TASK OBJECTIVE: The response must consist of the lines below from the one with "pub fn trajectory<T: LogDensity" through the one with "let v = h.velocity(&r);", exactly as they appear and with both ends kept.

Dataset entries

----

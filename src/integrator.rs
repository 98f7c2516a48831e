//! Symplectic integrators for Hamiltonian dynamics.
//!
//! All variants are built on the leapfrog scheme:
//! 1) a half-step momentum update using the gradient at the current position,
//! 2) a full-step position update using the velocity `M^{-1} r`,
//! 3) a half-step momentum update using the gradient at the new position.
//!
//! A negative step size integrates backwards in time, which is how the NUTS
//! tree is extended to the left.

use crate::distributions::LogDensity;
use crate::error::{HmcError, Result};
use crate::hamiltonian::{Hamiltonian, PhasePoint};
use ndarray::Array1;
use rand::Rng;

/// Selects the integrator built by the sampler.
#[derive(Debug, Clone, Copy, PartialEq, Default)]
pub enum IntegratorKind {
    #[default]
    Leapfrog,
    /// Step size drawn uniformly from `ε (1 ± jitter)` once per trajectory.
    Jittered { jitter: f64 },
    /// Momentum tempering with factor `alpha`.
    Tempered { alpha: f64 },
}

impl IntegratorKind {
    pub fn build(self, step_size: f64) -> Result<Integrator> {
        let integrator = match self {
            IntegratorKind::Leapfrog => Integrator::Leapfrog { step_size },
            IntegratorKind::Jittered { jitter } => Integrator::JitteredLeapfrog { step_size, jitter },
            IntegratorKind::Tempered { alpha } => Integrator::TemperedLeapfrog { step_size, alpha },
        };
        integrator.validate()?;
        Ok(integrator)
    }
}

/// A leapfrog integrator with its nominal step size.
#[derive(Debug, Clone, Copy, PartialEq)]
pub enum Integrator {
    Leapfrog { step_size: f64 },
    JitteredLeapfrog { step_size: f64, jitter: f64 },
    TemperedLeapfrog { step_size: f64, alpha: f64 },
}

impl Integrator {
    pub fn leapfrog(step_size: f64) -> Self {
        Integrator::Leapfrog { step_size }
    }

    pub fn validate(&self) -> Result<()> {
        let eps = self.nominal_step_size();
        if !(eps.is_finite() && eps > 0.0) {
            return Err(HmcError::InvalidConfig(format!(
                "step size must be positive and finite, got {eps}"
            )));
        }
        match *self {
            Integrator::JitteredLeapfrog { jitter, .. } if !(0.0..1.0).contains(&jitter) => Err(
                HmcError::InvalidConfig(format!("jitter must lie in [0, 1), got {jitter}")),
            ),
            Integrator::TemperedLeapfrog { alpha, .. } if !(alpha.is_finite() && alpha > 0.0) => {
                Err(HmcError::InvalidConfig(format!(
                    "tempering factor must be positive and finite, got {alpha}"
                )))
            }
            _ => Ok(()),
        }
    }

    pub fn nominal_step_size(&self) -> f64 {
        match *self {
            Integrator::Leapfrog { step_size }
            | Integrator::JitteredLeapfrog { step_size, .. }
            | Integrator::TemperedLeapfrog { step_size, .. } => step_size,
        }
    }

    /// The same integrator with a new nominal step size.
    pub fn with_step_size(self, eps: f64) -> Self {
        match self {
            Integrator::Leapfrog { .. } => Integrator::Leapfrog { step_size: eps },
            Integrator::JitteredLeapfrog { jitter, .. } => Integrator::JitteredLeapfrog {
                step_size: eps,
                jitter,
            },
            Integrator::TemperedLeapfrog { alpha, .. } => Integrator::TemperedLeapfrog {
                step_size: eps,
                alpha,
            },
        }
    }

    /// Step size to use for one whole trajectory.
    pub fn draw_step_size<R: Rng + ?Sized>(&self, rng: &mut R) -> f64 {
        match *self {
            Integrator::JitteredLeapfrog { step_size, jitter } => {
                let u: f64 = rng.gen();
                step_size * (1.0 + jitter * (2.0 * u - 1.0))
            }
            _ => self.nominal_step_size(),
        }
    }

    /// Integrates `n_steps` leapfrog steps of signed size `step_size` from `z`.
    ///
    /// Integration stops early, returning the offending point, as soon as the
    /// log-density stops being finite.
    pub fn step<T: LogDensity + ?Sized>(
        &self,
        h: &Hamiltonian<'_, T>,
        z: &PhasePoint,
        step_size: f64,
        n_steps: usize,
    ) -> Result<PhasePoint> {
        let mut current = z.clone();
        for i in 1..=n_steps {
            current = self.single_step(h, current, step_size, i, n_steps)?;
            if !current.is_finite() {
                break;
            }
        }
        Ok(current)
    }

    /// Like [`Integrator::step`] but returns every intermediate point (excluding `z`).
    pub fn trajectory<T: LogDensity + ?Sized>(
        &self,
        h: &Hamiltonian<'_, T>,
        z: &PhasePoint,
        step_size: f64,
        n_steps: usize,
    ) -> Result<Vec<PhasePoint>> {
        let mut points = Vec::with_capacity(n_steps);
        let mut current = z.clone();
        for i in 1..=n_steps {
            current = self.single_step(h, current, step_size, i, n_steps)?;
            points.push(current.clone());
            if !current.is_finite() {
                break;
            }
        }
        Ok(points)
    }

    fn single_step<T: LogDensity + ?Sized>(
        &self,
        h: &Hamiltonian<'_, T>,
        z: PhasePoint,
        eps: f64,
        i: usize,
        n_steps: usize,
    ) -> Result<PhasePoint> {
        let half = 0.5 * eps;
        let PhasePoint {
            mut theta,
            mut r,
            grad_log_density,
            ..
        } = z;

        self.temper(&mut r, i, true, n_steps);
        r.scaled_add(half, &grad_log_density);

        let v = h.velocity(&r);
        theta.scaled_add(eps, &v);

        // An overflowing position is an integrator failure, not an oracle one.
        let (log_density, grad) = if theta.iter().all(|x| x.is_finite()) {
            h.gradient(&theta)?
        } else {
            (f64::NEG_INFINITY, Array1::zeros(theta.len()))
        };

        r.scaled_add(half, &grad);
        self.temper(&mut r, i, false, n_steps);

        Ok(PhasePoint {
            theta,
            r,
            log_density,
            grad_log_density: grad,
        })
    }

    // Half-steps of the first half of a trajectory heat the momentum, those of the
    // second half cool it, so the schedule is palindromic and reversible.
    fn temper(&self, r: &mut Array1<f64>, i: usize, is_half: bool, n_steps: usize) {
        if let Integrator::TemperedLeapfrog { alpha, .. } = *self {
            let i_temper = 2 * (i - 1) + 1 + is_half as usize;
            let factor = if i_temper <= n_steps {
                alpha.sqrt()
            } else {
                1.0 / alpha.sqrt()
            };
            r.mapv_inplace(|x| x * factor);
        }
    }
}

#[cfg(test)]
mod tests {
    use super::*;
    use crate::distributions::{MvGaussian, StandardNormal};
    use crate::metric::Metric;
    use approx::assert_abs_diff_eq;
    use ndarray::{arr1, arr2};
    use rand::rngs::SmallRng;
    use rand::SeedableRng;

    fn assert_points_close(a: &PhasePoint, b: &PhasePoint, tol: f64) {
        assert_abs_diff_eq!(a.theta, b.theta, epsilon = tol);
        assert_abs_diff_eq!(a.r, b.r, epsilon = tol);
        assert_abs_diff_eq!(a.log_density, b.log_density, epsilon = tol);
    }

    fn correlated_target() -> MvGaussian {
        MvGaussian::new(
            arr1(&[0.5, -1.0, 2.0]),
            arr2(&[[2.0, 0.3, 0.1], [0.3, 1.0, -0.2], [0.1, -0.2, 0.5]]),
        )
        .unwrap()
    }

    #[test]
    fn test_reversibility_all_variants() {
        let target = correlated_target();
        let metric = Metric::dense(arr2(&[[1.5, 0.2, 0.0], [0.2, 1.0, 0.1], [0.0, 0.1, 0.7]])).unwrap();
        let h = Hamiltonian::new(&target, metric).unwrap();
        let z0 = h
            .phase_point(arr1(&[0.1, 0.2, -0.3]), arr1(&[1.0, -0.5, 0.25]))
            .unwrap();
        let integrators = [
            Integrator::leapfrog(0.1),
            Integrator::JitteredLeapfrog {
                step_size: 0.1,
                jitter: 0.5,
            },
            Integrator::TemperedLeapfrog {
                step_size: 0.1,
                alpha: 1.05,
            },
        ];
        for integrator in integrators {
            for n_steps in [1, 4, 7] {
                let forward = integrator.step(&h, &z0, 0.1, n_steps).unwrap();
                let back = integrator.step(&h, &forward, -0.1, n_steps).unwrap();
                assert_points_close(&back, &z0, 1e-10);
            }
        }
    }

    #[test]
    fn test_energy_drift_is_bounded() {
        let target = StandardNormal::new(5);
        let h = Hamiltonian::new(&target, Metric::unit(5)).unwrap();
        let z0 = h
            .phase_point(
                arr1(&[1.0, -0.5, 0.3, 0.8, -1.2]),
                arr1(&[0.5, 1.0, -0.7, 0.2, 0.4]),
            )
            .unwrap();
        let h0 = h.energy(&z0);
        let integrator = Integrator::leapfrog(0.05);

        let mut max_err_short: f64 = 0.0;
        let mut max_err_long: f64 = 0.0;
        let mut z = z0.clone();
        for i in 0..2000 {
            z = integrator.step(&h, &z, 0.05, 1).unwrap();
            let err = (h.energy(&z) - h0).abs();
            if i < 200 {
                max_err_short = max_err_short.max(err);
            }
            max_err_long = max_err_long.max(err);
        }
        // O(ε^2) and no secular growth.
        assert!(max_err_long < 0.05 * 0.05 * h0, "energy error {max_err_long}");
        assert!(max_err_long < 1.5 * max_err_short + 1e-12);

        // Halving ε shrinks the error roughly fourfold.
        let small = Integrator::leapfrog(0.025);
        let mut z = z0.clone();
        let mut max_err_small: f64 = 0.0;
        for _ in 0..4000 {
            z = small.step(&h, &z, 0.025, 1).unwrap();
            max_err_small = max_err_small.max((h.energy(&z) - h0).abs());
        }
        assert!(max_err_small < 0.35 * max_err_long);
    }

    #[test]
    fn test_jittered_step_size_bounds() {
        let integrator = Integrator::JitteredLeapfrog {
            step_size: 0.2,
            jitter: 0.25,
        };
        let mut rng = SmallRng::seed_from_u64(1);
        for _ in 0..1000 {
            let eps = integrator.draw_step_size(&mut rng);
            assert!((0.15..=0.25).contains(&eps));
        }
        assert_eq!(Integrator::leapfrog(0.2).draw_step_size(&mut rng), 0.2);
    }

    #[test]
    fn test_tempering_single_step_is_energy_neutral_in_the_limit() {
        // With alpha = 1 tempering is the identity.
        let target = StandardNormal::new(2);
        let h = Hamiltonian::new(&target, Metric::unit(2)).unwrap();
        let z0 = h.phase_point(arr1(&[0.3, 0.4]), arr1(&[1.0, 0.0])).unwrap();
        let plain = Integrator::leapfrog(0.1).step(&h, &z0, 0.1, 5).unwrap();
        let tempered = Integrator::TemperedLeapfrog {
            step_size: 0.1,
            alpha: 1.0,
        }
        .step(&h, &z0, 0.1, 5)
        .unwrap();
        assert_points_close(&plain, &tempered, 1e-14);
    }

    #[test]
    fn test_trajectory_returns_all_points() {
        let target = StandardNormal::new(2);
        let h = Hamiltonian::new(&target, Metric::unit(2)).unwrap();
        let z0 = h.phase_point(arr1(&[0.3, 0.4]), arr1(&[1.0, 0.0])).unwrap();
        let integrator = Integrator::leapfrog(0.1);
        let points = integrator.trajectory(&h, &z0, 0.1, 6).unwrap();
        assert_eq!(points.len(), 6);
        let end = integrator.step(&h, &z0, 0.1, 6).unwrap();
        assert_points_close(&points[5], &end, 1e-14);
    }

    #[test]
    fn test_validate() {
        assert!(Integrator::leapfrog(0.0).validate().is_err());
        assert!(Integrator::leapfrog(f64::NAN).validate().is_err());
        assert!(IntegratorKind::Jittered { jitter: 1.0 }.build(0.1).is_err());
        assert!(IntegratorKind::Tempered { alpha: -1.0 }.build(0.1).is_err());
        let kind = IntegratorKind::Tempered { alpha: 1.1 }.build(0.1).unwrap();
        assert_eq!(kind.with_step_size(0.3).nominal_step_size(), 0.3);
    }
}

----

TASK RESPONSE:
    pub fn trajectory<T: LogDensity + ?Sized>(
        &self,
        h: &Hamiltonian<'_, T>,
        z: &PhasePoint,
        step_size: f64,
        n_steps: usize,
    ) -> Result<Vec<PhasePoint>> {
        let mut points = Vec::with_capacity(n_steps);
        let mut current = z.clone();
        for i in 1..=n_steps {
            current = self.single_step(h, current, step_size, i, n_steps)?;
            points.push(current.clone());
            if !current.is_finite() {
                break;
            }
        }
        Ok(points)
    }

    fn single_step<T: LogDensity + ?Sized>(
        &self,
        h: &Hamiltonian<'_, T>,
        z: PhasePoint,
        eps: f64,
        i: usize,
        n_steps: usize,
    ) -> Result<PhasePoint> {
        let half = 0.5 * eps;
        let PhasePoint {
            mut theta,
            mut r,
            grad_log_density,
            ..
        } = z;

        self.temper(&mut r, i, true, n_steps);
        r.scaled_add(half, &grad_log_density);

        let v = h.velocity(&r);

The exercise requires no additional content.